Doch liegt Leipzig deshalb gleich »in Schutt und Asche« (Leipzig Fernsehen), nachdem auf den Straßen »bürgerkriegsähnliche Zustände« (Bild) geherrscht haben? War das »Krawallterror«, wie Ex-Thomaspfarrer Christian Wolff schrieb, oder vielleicht »Straßenterror«, wie Leipzigs Oberbürgermeister Burkhard Jung in einer ersten Stellungnahme sagte? Nein, nein und doppelt nein.
Um Missverständnissen vorzubeugen: Es geht hier nicht darum, die Gewalt zu rechtfertigen oder kleinzureden. Diese Ausschreitungen hatten sicherlich wenig mit Engagement gegen Neonazis oder gar für Geflüchtete zu tun. Sie sind auch nicht dadurch zu rechtfertigen, dass die Polizei vielerorts nicht gerade zimperlich aufgetreten ist. Wer mit Pflastersteinen auf Polizeibeamte wirft, nimmt – trotz Helm, Schild und Körperpanzer – in Kauf, dass diese schwer verletzt werden können, und riskiert zudem, dass auch Unbeteiligte getroffen werden. Das ist kriminell, da gibt es überhaupt nichts zu beschönigen. Und was Schaufensterscheiben oder Haltestellen mit Nazis, staatlicher Repression oder überhaupt mit Politik zu tun haben, hat auch noch keiner schlüssig erklären können.
Ein Blick aus dem Fenster zeigt aber, dass Leipzig keinesfalls in Schutt und Asche liegt. Und auch ein Bürgerkrieg sieht anders aus. Wer wissen möchte wie, ist eingeladen, sich die Bilder aus Syrien anzusehen. Es war aber vor allem Jungs Rede vom »Straßenterror«, die vielfach – unter anderem von Medien wie Welt und Deutschlandfunk – aufgegriffen wurde. Der Leipziger Politikwissenschaftler Robert Feustel hat im Sprachlos-Blog darauf hingewiesen, dass der Begriff »Straßenterror« traditionell für die Taten der SA und SS während des Dritten Reiches gebraucht wurde. Dabei kamen regelmäßig Menschen um.
Und auch mit Blick auf aktuelleres Geschehen – die Anschläge in Paris, Ankara und Beirut, aber auch den NSU-Prozess – ist Terror ein sehr großes Wort. Viel zu groß für die Ereignisse vom Samstag. Wenn Menschen in einem Straßencafé erschossen werden, wenn eine Autobombe in einer belebten Straße explodiert, sich ein Selbstmordattentäter an einem Bahnhof oder in einem Konzertsaal in die Luft sprengt, dann spricht man von Terror.

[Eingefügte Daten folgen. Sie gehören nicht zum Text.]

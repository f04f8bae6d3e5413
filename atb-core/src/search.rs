use chrono::{DateTime, Utc};
use rust_decimal::Decimal;
use serde::{Deserialize, Serialize};
use uuid::Uuid;

use crate::models::{Booking, Flight, FlightClass};

/// Optional-field flight filter. An absent field matches every flight.
///
/// `price` is a ceiling: with `class` set, that class must cost at most `price`;
/// without it, any offered class may satisfy the bound. Dates compare on the
/// full timestamp.
#[derive(Debug, Clone, Default, Serialize, Deserialize, PartialEq)]
pub struct FlightSearchCriteria {
    pub price: Option<Decimal>,
    pub departure_country: Option<String>,
    pub destination_country: Option<String>,
    pub departure_date: Option<DateTime<Utc>>,
    pub departure_airport: Option<String>,
    pub arrival_airport: Option<String>,
    pub class: Option<FlightClass>,
}

impl FlightSearchCriteria {
    pub fn matches(&self, flight: &Flight) -> bool {
        field_matches(&self.departure_country, &flight.departure_country)
            && field_matches(&self.destination_country, &flight.destination_country)
            && field_matches(&self.departure_date, &flight.departure_date)
            && field_matches(&self.departure_airport, &flight.departure_airport)
            && field_matches(&self.arrival_airport, &flight.arrival_airport)
            && self.class_matches(flight)
            && self.price_matches(flight)
    }

    fn class_matches(&self, flight: &Flight) -> bool {
        self.class.map_or(true, |class| flight.offers(class))
    }

    fn price_matches(&self, flight: &Flight) -> bool {
        let Some(max_price) = self.price else {
            return true;
        };
        match self.class {
            Some(class) => flight
                .class_details(class)
                .is_some_and(|d| d.price <= max_price),
            None => flight.class_details.iter().any(|d| d.price <= max_price),
        }
    }
}

/// Optional-field booking filter used by managers.
///
/// Flight-derived fields are evaluated against the booking's flight; a booking
/// whose flight cannot be resolved only matches criteria that leave them unset.
#[derive(Debug, Clone, Default, Serialize, Deserialize, PartialEq)]
pub struct BookingSearchCriteria {
    pub passenger_id: Option<Uuid>,
    pub flight_id: Option<Uuid>,
    pub price: Option<Decimal>,
    pub departure_country: Option<String>,
    pub destination_country: Option<String>,
    pub departure_date: Option<DateTime<Utc>>,
    pub departure_airport: Option<String>,
    pub arrival_airport: Option<String>,
    pub class: Option<FlightClass>,
}

impl BookingSearchCriteria {
    /// Whether any field needs the referenced flight to be evaluated
    pub fn needs_flight(&self) -> bool {
        self.price.is_some()
            || self.departure_country.is_some()
            || self.destination_country.is_some()
            || self.departure_date.is_some()
            || self.departure_airport.is_some()
            || self.arrival_airport.is_some()
    }

    pub fn matches(&self, booking: &Booking, flight: Option<&Flight>) -> bool {
        let own_fields = field_matches(&self.passenger_id, &booking.passenger_id)
            && field_matches(&self.flight_id, &booking.flight_id)
            && field_matches(&self.class, &booking.class);

        if !own_fields {
            return false;
        }
        if !self.needs_flight() {
            return true;
        }

        match flight {
            Some(flight) if flight.id == booking.flight_id => {
                field_matches(&self.departure_country, &flight.departure_country)
                    && field_matches(&self.destination_country, &flight.destination_country)
                    && field_matches(&self.departure_date, &flight.departure_date)
                    && field_matches(&self.departure_airport, &flight.departure_airport)
                    && field_matches(&self.arrival_airport, &flight.arrival_airport)
                    && self.price.map_or(true, |max_price| {
                        flight
                            .class_details(booking.class)
                            .is_some_and(|d| d.price <= max_price)
                    })
            }
            _ => false,
        }
    }
}

fn field_matches<T: PartialEq>(wanted: &Option<T>, actual: &T) -> bool {
    wanted.as_ref().map_or(true, |w| w == actual)
}

#[cfg(test)]
mod tests {
    use super::*;
    use crate::models::FlightClassDetails;

    fn sample_flight() -> Flight {
        Flight {
            id: Uuid::new_v4(),
            departure_country: "USA".to_string(),
            destination_country: "UK".to_string(),
            departure_date: "2025-06-01T08:30:00Z".parse().unwrap(),
            departure_airport: "JFK".to_string(),
            arrival_airport: "LHR".to_string(),
            class_details: vec![
                FlightClassDetails::new(FlightClass::Economy, Decimal::from(300), 100),
                FlightClassDetails::new(FlightClass::Business, Decimal::from(1200), 10),
            ],
        }
    }

    #[test]
    fn test_empty_flight_criteria_matches_everything() {
        assert!(FlightSearchCriteria::default().matches(&sample_flight()));
    }

    #[test]
    fn test_flight_criteria_is_a_conjunction() {
        let flight = sample_flight();
        let criteria = FlightSearchCriteria {
            departure_country: Some("USA".to_string()),
            arrival_airport: Some("LHR".to_string()),
            ..Default::default()
        };
        assert!(criteria.matches(&flight));

        let criteria = FlightSearchCriteria {
            departure_country: Some("USA".to_string()),
            arrival_airport: Some("CDG".to_string()),
            ..Default::default()
        };
        assert!(!criteria.matches(&flight));
    }

    #[test]
    fn test_flight_date_requires_exact_timestamp() {
        let flight = sample_flight();
        let same_day: DateTime<Utc> = "2025-06-01T00:00:00Z".parse().unwrap();
        let criteria = FlightSearchCriteria {
            departure_date: Some(same_day),
            ..Default::default()
        };
        assert!(!criteria.matches(&flight));

        let criteria = FlightSearchCriteria {
            departure_date: Some(flight.departure_date),
            ..Default::default()
        };
        assert!(criteria.matches(&flight));
    }

    #[test]
    fn test_flight_price_is_a_ceiling() {
        let flight = sample_flight();
        let any_class = FlightSearchCriteria {
            price: Some(Decimal::from(500)),
            ..Default::default()
        };
        assert!(any_class.matches(&flight));

        let business = FlightSearchCriteria {
            price: Some(Decimal::from(500)),
            class: Some(FlightClass::Business),
            ..Default::default()
        };
        assert!(!business.matches(&flight));

        let first = FlightSearchCriteria {
            class: Some(FlightClass::FirstClass),
            ..Default::default()
        };
        assert!(!first.matches(&flight));
    }

    #[test]
    fn test_booking_criteria_uses_booked_class_price() {
        let flight = sample_flight();
        let booking = Booking::new(Uuid::new_v4(), flight.id, FlightClass::Business);

        let cheap = BookingSearchCriteria {
            price: Some(Decimal::from(500)),
            ..Default::default()
        };
        assert!(!cheap.matches(&booking, Some(&flight)));

        let exact = BookingSearchCriteria {
            price: Some(Decimal::from(1200)),
            passenger_id: Some(booking.passenger_id),
            class: Some(FlightClass::Business),
            ..Default::default()
        };
        assert!(exact.matches(&booking, Some(&flight)));
    }

    #[test]
    fn test_booking_without_flight_only_matches_own_fields() {
        let booking = Booking::new(Uuid::new_v4(), Uuid::new_v4(), FlightClass::Economy);

        let by_passenger = BookingSearchCriteria {
            passenger_id: Some(booking.passenger_id),
            ..Default::default()
        };
        assert!(by_passenger.matches(&booking, None));

        let by_country = BookingSearchCriteria {
            departure_country: Some("USA".to_string()),
            ..Default::default()
        };
        assert!(!by_country.matches(&booking, None));
        assert!(BookingSearchCriteria::default().matches(&booking, None));
    }
}
use std::path::Path;

use async_trait::async_trait;

use crate::StorageError;

/// Reads and writes an ordered sequence of records from a delimited text file.
///
/// `read` fails with [`StorageError::NotFound`] for a missing path and returns an
/// empty sequence for an empty file. `write` replaces the previous contents.
#[async_trait]
pub trait RecordStore<T>: Send + Sync {
    async fn read(&self, path: &Path) -> Result<Vec<T>, StorageError>;

    async fn write(&self, path: &Path, records: &[T]) -> Result<(), StorageError>;
}
use std::path::PathBuf;
use std::sync::Arc;

use async_trait::async_trait;
use atb_core::models::Passenger;
use atb_core::repository::PassengerRepository;
use atb_core::store::RecordStore;
use atb_core::validation::Validate;
use atb_core::StorageError;
use tracing::{info, warn};
use uuid::Uuid;

use crate::cache::CachedTable;

/// Read-only passenger cache. Passengers come from seed data only.
pub struct CsvPassengerRepository {
    table: CachedTable<Passenger>,
}

impl CsvPassengerRepository {
    /// Loads the passengers file. Records that break the field rules are kept but logged.
    pub async fn open(
        store: Arc<dyn RecordStore<Passenger>>,
        path: impl Into<PathBuf>,
    ) -> Result<Self, StorageError> {
        let table = CachedTable::load(store, path.into()).await?;

        for passenger in table.all().await {
            for violation in passenger.validate() {
                warn!("Passenger {}: {}", passenger.id, violation);
            }
        }

        info!("Loaded {} passengers from {}", table.len().await, table.path().display());
        Ok(Self { table })
    }
}

#[async_trait]
impl PassengerRepository for CsvPassengerRepository {
    async fn get_all(&self) -> Vec<Passenger> {
        self.table.all().await
    }

    async fn get_by_id(&self, id: Uuid) -> Option<Passenger> {
        self.table.get(id).await
    }
}
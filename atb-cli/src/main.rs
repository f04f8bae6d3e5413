mod args;

use std::path::Path;
use std::sync::Arc;

use anyhow::Context;
use atb_booking::{BookingManager, FlightCatalog, SeatAvailability};
use atb_core::models::{Booking, Flight};
use atb_core::repository::{BookingRepository, FlightRepository};
use atb_core::FlightSearchCriteria;
use atb_store::app_config::{Config, StorageConfig};
use atb_store::{CsvBookingRepository, CsvFileStore, CsvFlightRepository, CsvPassengerRepository};
use clap::Parser;
use tracing::{error, info};
use tracing_subscriber::{layer::SubscriberExt, util::SubscriberInitExt, EnvFilter};

use crate::args::{Cli, Command};

#[tokio::main]
async fn main() {
    let cli = Cli::parse();

    let config = match Config::load() {
        Ok(config) => config,
        Err(e) => {
            eprintln!("Failed to load config: {}", e);
            std::process::exit(2);
        }
    };

    tracing_subscriber::registry()
        .with(EnvFilter::try_from_default_env().unwrap_or_else(|_| config.logging.filter.clone().into()))
        .with(tracing_subscriber::fmt::layer().with_writer(std::io::stderr))
        .init();

    if let Err(e) = run(cli, config).await {
        error!("{:#}", e);
        eprintln!("Error: {:#}", e);
        std::process::exit(1);
    }
}

struct Services {
    manager: BookingManager,
    catalog: FlightCatalog,
}

async fn open(storage: &StorageConfig) -> anyhow::Result<Services> {
    if storage.create_missing {
        for path in [&storage.flights_path, &storage.bookings_path, &storage.passengers_path] {
            ensure_file(path).await?;
        }
    }

    let store = Arc::new(CsvFileStore::new());
    let flights: Arc<dyn FlightRepository> = Arc::new(
        CsvFlightRepository::open(store.clone(), &storage.flights_path)
            .await
            .context("Failed to open flights")?,
    );
    let passengers = Arc::new(
        CsvPassengerRepository::open(store.clone(), &storage.passengers_path)
            .await
            .context("Failed to open passengers")?,
    );
    let bookings: Arc<dyn BookingRepository> = Arc::new(
        CsvBookingRepository::open(store.clone(), &storage.bookings_path, flights.clone())
            .await
            .context("Failed to open bookings")?,
    );

    Ok(Services {
        manager: BookingManager::new(bookings.clone(), flights.clone(), passengers),
        catalog: FlightCatalog::new(flights, SeatAvailability::new(bookings), store),
    })
}

/// Creates an empty data file, and its directory, when absent
async fn ensure_file(path: &Path) -> anyhow::Result<()> {
    if tokio::fs::try_exists(path).await? {
        return Ok(());
    }
    if let Some(dir) = path.parent().filter(|d| !d.as_os_str().is_empty()) {
        tokio::fs::create_dir_all(dir).await?;
    }
    tokio::fs::write(path, b"").await?;
    info!("Created empty data file {}", path.display());
    Ok(())
}

async fn run(cli: Cli, config: Config) -> anyhow::Result<()> {
    let Services { manager, catalog } = open(&config.storage).await?;

    match cli.command {
        Command::Flights(filter) => {
            let criteria = FlightSearchCriteria::from(filter);
            let flights = catalog.get_available_flights_matching_criteria(&criteria).await;
            for flight in &flights {
                println!("{}", render_flight(flight));
            }
            println!("{} flights", flights.len());
        }
        Command::Book { flight, passenger, class } => {
            let booking = manager.book_flight(flight, passenger, class).await?;
            println!("Booked {}", render_booking(&booking));
        }
        Command::Cancel { booking } => {
            let booking = manager.cancel_booking(booking).await?;
            println!("Cancelled {}", render_booking(&booking));
        }
        Command::Modify { booking, class } => {
            let booking = manager.modify_booking(booking, class).await?;
            println!("Modified {}", render_booking(&booking));
        }
        Command::Bookings { passenger } => {
            for booking in manager.get_passenger_bookings(passenger).await {
                println!("{}", render_booking(&booking));
            }
        }
        Command::FilterBookings { passenger, flight, route } => {
            let criteria = route.into_booking_criteria(passenger, flight);
            for booking in manager.get_matching_criteria(Some(&criteria)).await {
                println!("{}", render_booking(&booking));
            }
        }
        Command::Import { file } => {
            let violations = catalog.import_flights(&file).await?;
            if violations.is_empty() {
                println!("All flights imported");
            } else {
                for violation in &violations {
                    println!("{}", violation);
                }
                println!("{} violations, valid flights were imported", violations.len());
            }
        }
        Command::Rules => {
            for (field, rules) in catalog.validation_rules() {
                println!("{:<20} {}", field, rules);
            }
        }
    }

    Ok(())
}

fn render_flight(flight: &Flight) -> String {
    let classes = flight
        .class_details
        .iter()
        .map(|d| format!("{} {} ({} seats)", d.class, d.price, d.capacity))
        .collect::<Vec<_>>()
        .join(", ");
    format!(
        "{} {} ({}) -> {} ({}) at {}: {}",
        flight.id,
        flight.departure_country,
        flight.departure_airport,
        flight.destination_country,
        flight.arrival_airport,
        flight.departure_date.to_rfc3339(),
        classes
    )
}

fn render_booking(booking: &Booking) -> String {
    format!(
        "booking {} for passenger {} on flight {}, {} (booked {})",
        booking.id,
        booking.passenger_id,
        booking.flight_id,
        booking.class,
        booking.booking_date.to_rfc3339()
    )
}
use std::path::PathBuf;
use std::sync::Arc;

use async_trait::async_trait;
use atb_core::models::Flight;
use atb_core::repository::FlightRepository;
use atb_core::search::FlightSearchCriteria;
use atb_core::store::RecordStore;
use atb_core::StorageError;
use tracing::{debug, info};
use uuid::Uuid;

use crate::cache::CachedTable;

pub struct CsvFlightRepository {
    table: CachedTable<Flight>,
}

impl CsvFlightRepository {
    /// Loads every flight from `path` before the repository is handed out
    pub async fn open(
        store: Arc<dyn RecordStore<Flight>>,
        path: impl Into<PathBuf>,
    ) -> Result<Self, StorageError> {
        let table = CachedTable::load(store, path.into()).await?;
        info!("Loaded {} flights from {}", table.len().await, table.path().display());
        Ok(Self { table })
    }
}

#[async_trait]
impl FlightRepository for CsvFlightRepository {
    async fn get_all(&self) -> Vec<Flight> {
        self.table.all().await
    }

    async fn get_by_id(&self, id: Uuid) -> Option<Flight> {
        self.table.get(id).await
    }

    async fn add(&self, flights: Vec<Flight>) -> Result<(), StorageError> {
        let count = flights.len();
        self.table
            .mutate(move |records| {
                let changed = !flights.is_empty();
                for flight in flights {
                    records.insert(flight.id, flight);
                }
                (changed, ())
            })
            .await?;

        info!("Added {} flights", count);
        Ok(())
    }

    async fn get_matching_criteria(&self, criteria: Option<&FlightSearchCriteria>) -> Vec<Flight> {
        let matches = match criteria {
            Some(criteria) => self.table.filter(|f| criteria.matches(f)).await,
            None => self.table.all().await,
        };
        debug!("{} flights match the search criteria", matches.len());
        matches
    }
}
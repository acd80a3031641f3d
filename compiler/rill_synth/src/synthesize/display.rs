//! Textual representation body synthesis.

use rill_ir::StringInterner;

use crate::body::{Body, Expr, Stmt};
use crate::shape::{ContainingType, RecordShape};

/// Body of the textual representation:
///
/// ```text
/// return format_invariant("<TypeName> {{ a = {0}, b = \"{1}\" }}",
///                         this.<backing_0> as any,
///                         this.<backing_1> as any)
/// ```
///
/// Template and argument list are built in one pass over the shape. A
/// member whose declared type is exactly `str` gets its placeholder wrapped
/// in literal double quotes; every other type renders bare. This is the one
/// synthesizer whose output depends on a member's static type.
///
/// With no positional members the template renders `<TypeName> { }`, the
/// same bracket style as the populated case.
pub(super) fn synthesize(
    containing: &ContainingType,
    shape: &RecordShape,
    interner: &StringInterner,
) -> Body {
    // Literal braces are escaped for the formatting service.
    let mut template = String::new();
    template.push_str(interner.lookup(containing.name));
    template.push_str(" {{");

    let mut args = Vec::with_capacity(shape.len());
    for entry in shape.entries() {
        if entry.index == 0 {
            template.push(' ');
        } else {
            template.push_str(", ");
        }
        template.push_str(interner.lookup(entry.name));
        template.push_str(" = ");
        if entry.ty.is_str() {
            template.push_str(&format!("\"{{{}}}\"", entry.index));
        } else {
            template.push_str(&format!("{{{}}}", entry.index));
        }

        args.push(Expr::WidenToAny(Box::new(Expr::this_field(entry.index))));
    }

    template.push_str(" }}");

    Body::new([Stmt::Return(Some(Expr::FormatInvariant { template, args }))])
}
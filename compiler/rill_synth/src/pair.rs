//! Accessor pair factory.
//!
//! For each shape entry, synthesizes the property / backing field / getter
//! triple bound to that entry's index.

use std::sync::Arc;

use rill_ir::StringInterner;

use crate::member::{MemberKind, Signature, SynthesizedMember};
use crate::shape::{ContainingType, RecordShape, ShapeEntry};

/// Derived name of the backing field for property `property`.
///
/// The angle brackets and dollar sign cannot appear in a Rill identifier,
/// so the derived name can never collide with a user-declared member, and
/// the property name can be read back out of it.
pub fn backing_field_name(property: &str) -> String {
    format!("<{property}>$field")
}

/// Derived name of the getter accessor for property `property`.
pub fn getter_name(property: &str) -> String {
    format!("get_{property}")
}

/// The property / backing field / getter triple for one positional member.
///
/// All three members carry the same index as the shape entry they were
/// synthesized from.
pub struct AccessorPair {
    pub property: Arc<SynthesizedMember>,
    pub backing_field: Arc<SynthesizedMember>,
    pub getter: Arc<SynthesizedMember>,
}

impl AccessorPair {
    /// Synthesize the accessor pair for `entry`.
    ///
    /// Deterministic: the same entry always yields the same derived names
    /// and types.
    pub fn synthesize(
        containing: &Arc<ContainingType>,
        shape: &Arc<RecordShape>,
        entry: &ShapeEntry,
        interner: &StringInterner,
    ) -> AccessorPair {
        let property_text = interner.lookup(entry.name);
        let backing_ident = interner.intern(&backing_field_name(property_text));
        let getter_ident = interner.intern(&getter_name(property_text));

        let property = SynthesizedMember::new(
            MemberKind::Property { index: entry.index },
            entry.name,
            Signature::returning(entry.ty),
            Arc::clone(containing),
            Arc::clone(shape),
        );
        let backing_field = SynthesizedMember::new(
            MemberKind::BackingField { index: entry.index },
            backing_ident,
            Signature::returning(entry.ty),
            Arc::clone(containing),
            Arc::clone(shape),
        );
        let getter = SynthesizedMember::new(
            MemberKind::Getter { index: entry.index },
            getter_ident,
            Signature::returning(entry.ty),
            Arc::clone(containing),
            Arc::clone(shape),
        );

        AccessorPair {
            property: Arc::new(property),
            backing_field: Arc::new(backing_field),
            getter: Arc::new(getter),
        }
    }
}

#[cfg(test)]
mod tests {
    use pretty_assertions::assert_eq;
    use rill_ir::{Span, TypeId};

    use super::*;
    use crate::shape::BaseType;

    fn fixture(interner: &StringInterner) -> (Arc<ContainingType>, Arc<RecordShape>) {
        let containing = Arc::new(ContainingType {
            name: interner.intern("Point"),
            ty: TypeId::from_raw(TypeId::FIRST_DYNAMIC),
            base: BaseType {
                ty: TypeId::ANY,
                has_parameterless_init: true,
            },
        });
        let shape = Arc::new(RecordShape::new(
            vec![
                (interner.intern("x"), TypeId::INT, Span::DUMMY),
                (interner.intern("label"), TypeId::STR, Span::DUMMY),
            ],
            None,
        ));
        (containing, shape)
    }

    #[test]
    fn test_derived_names() {
        assert_eq!(backing_field_name("x"), "<x>$field");
        assert_eq!(getter_name("x"), "get_x");
    }

    #[test]
    fn test_pair_is_index_locked() {
        let interner = StringInterner::new();
        let (containing, shape) = fixture(&interner);
        let entry = &shape.entries()[1];
        let pair = AccessorPair::synthesize(&containing, &shape, entry, &interner);

        assert_eq!(pair.property.kind().field_index(), Some(1));
        assert_eq!(pair.backing_field.kind().field_index(), Some(1));
        assert_eq!(pair.getter.kind().field_index(), Some(1));

        assert_eq!(interner.lookup(pair.property.name()), "label");
        assert_eq!(interner.lookup(pair.backing_field.name()), "<label>$field");
        assert_eq!(interner.lookup(pair.getter.name()), "get_label");

        assert_eq!(pair.property.signature().ret, TypeId::STR);
        assert_eq!(pair.backing_field.signature().ret, TypeId::STR);
        assert_eq!(pair.getter.signature().ret, TypeId::STR);
    }

    #[test]
    fn test_pair_is_deterministic() {
        let interner = StringInterner::new();
        let (containing, shape) = fixture(&interner);
        let entry = &shape.entries()[0];
        let first = AccessorPair::synthesize(&containing, &shape, entry, &interner);
        let second = AccessorPair::synthesize(&containing, &shape, entry, &interner);
        assert_eq!(first.backing_field.name(), second.backing_field.name());
        assert_eq!(first.getter.name(), second.getter.name());
        assert_eq!(first.property.signature(), second.property.signature());
    }
}
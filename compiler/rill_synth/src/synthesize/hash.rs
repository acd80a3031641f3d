//! Structural hash body synthesis.

use rill_ir::StringInterner;

use crate::body::{Body, Expr, Stmt};
use crate::pair::backing_field_name;
use crate::shape::RecordShape;

/// Multiplier for the structural hash chain.
///
/// All hash arithmetic is 32-bit signed with wraparound; overflow is
/// defined behavior.
#[expect(
    clippy::cast_possible_wrap,
    reason = "the multiplier is specified as the bit pattern 0xA5555529"
)]
pub const HASH_FACTOR: i32 = 0xA555_5529_u32 as i32;

/// Standard 32-bit FNV-1a hash of a string's UTF-8 bytes, reinterpreted as
/// a signed 32-bit value.
#[expect(
    clippy::cast_possible_wrap,
    reason = "hash bit pattern reinterpreted as signed"
)]
pub fn fnv1a(text: &str) -> i32 {
    const OFFSET_BASIS: u32 = 0x811C_9DC5;
    const PRIME: u32 = 16_777_619;

    let mut hash = OFFSET_BASIS;
    for byte in text.as_bytes() {
        hash = (hash ^ u32::from(*byte)).wrapping_mul(PRIME);
    }
    hash as i32
}

/// Compile-time hash seed of a shape.
///
/// Folds the FNV-1a hash of each backing field's derived name, in index
/// order, through the `HASH_FACTOR` chain. The seed is a property of the
/// shape alone: every instance of the type shares it, and it is zero for
/// the zero-member shape.
pub fn shape_hash_seed(shape: &RecordShape, interner: &StringInterner) -> i32 {
    let mut seed = 0i32;
    for entry in shape.entries() {
        let backing = backing_field_name(interner.lookup(entry.name));
        seed = seed
            .wrapping_mul(HASH_FACTOR)
            .wrapping_add(fnv1a(&backing));
    }
    seed
}

/// Body of the structural hash function:
///
/// ```text
/// return ((seed * HASH_FACTOR + hash_default[T_0](this.<backing_0>))
///              * HASH_FACTOR + hash_default[T_1](this.<backing_1>))
///              ...
/// ```
///
/// With no positional members the body returns the literal seed, 0.
pub(super) fn synthesize(shape: &RecordShape, interner: &StringInterner) -> Body {
    let mut result = Expr::Int(shape_hash_seed(shape, interner));
    for entry in shape.entries() {
        result = Expr::add_wrap(
            Expr::mul_wrap(result, Expr::Int(HASH_FACTOR)),
            Expr::HashDefault {
                ty: entry.ty,
                value: Box::new(Expr::this_field(entry.index)),
            },
        );
    }
    Body::new([Stmt::Return(Some(result))])
}
//! String interner for identifier storage.
//!
//! Provides O(1) interning and lookup with thread-safe access. Interned
//! strings live for the lifetime of the process (one compilation), so the
//! interner hands out `&'static str` and never frees storage.

use std::sync::Arc;

use parking_lot::RwLock;
use rustc_hash::FxHashMap;

use crate::Name;

/// Interner shared across compilation phases.
pub type SharedInterner = Arc<StringInterner>;

struct InternerState {
    /// Map from string content to index.
    map: FxHashMap<&'static str, u32>,
    /// Storage for string contents, indexed by `Name::raw`.
    strings: Vec<&'static str>,
}

/// Thread-safe string interner.
///
/// Provides O(1) lookup and equality comparison for interned strings.
/// Can be wrapped in [`Arc`] for sharing across threads.
pub struct StringInterner {
    state: RwLock<InternerState>,
}

impl StringInterner {
    /// Create an interner with the empty string pre-interned at index 0.
    pub fn new() -> Self {
        let empty: &'static str = "";
        let mut map = FxHashMap::default();
        map.insert(empty, 0);
        StringInterner {
            state: RwLock::new(InternerState {
                map,
                strings: vec![empty],
            }),
        }
    }

    /// Intern a string, returning its `Name`.
    ///
    /// Interning the same content twice returns the same `Name`.
    pub fn intern(&self, s: &str) -> Name {
        {
            let state = self.state.read();
            if let Some(&idx) = state.map.get(s) {
                return Name::from_raw(idx);
            }
        }

        let mut state = self.state.write();
        // Re-check under the write lock: another thread may have interned
        // the string between our read and write.
        if let Some(&idx) = state.map.get(s) {
            return Name::from_raw(idx);
        }

        let leaked: &'static str = Box::leak(s.to_owned().into_boxed_str());
        let idx = u32::try_from(state.strings.len()).unwrap_or(u32::MAX);
        state.strings.push(leaked);
        state.map.insert(leaked, idx);
        Name::from_raw(idx)
    }

    /// Look up the string content for a `Name`.
    ///
    /// Returns the empty string for a `Name` this interner never produced.
    pub fn lookup(&self, name: Name) -> &'static str {
        let state = self.state.read();
        state
            .strings
            .get(name.raw() as usize)
            .copied()
            .unwrap_or("")
    }

    /// Number of interned strings (including the pre-interned empty string).
    pub fn len(&self) -> usize {
        self.state.read().strings.len()
    }

    /// Whether only the pre-interned empty string is present.
    pub fn is_empty(&self) -> bool {
        self.len() == 1
    }
}

impl Default for StringInterner {
    fn default() -> Self {
        Self::new()
    }
}

#[cfg(test)]
mod tests {
    use pretty_assertions::assert_eq;

    use super::*;

    #[test]
    fn test_intern_dedup() {
        let interner = StringInterner::new();
        let a = interner.intern("point");
        let b = interner.intern("point");
        assert_eq!(a, b);
        assert_eq!(interner.lookup(a), "point");
    }

    #[test]
    fn test_empty_pre_interned() {
        let interner = StringInterner::new();
        assert_eq!(interner.intern(""), Name::EMPTY);
        assert_eq!(interner.lookup(Name::EMPTY), "");
        assert!(interner.is_empty());
    }

    #[test]
    fn test_distinct_strings_distinct_names() {
        let interner = StringInterner::new();
        let x = interner.intern("x");
        let y = interner.intern("y");
        assert_ne!(x, y);
        assert_eq!(interner.lookup(x), "x");
        assert_eq!(interner.lookup(y), "y");
        assert_eq!(interner.len(), 3);
    }

    #[test]
    fn test_unknown_name_lookup() {
        let interner = StringInterner::new();
        assert_eq!(interner.lookup(Name::from_raw(999)), "");
    }

    #[test]
    fn test_concurrent_intern_same_name() {
        let interner = Arc::new(StringInterner::new());
        let handles: Vec<_> = (0..4)
            .map(|_| {
                let interner = Arc::clone(&interner);
                std::thread::spawn(move || interner.intern("shared"))
            })
            .collect();
        let names: Vec<Name> = handles.into_iter().filter_map(|h| h.join().ok()).collect();
        assert_eq!(names.len(), 4);
        assert!(names.windows(2).all(|w| w[0] == w[1]));
    }
}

Da nehmen sich brennende Barrikaden und Straßenschlachten mit der Polizei vergleichsweise harmlos aus.
Wer aber Ausschreitungen mit Terror gleichsetzt, verharmlost im Umkehrschluss den Terror. Und wenn alle Gewalt irgendwie diffus Terror ist, dann wird es immer schwieriger, verschiedene Situationen angemessen zu analysieren und adäquat darauf zu reagieren.
Denn im Angesicht des »Terrors« werden selten sachliche Debatten geführt. Und auch in diesem Fall bewegt sich die Diskussion knapp über LVZ-Kommentarspalten-Niveau (was aber sicher nicht nur der Wortwahl des OBM geschuldet ist): Da versuchen Teile der CDU, Jung zu unterstellen, er würde Linksextremismus dulden oder gar fördern. Jung seinerseits wirft dem Verfassungsschutz Versagen vor, weil er ihn nicht über die linksautonome Mobilisierung informiert hat, von der aber außer ihm (und offenbar dem Verfassungsschutz) jeder wusste. Derweil behauptet der sächsische Generalsekretär der CDU, Michael Kretschmer, von keiner Realität verdrossen, nur die CDU würde Linksextremismus verurteilen. Inzwischen kam sogar die Forderung auf, die Polizei mit Gummigeschossen auszustatten. Es ist zum Fürchten.
Wir haben genug Wörter für das, am Samstag passierte: Randale. Ausschreitungen. Krawall. Schwerer Landfriedensbruch. Das ist wirklich schlimm genug. Lasst die Kirche im Dorf.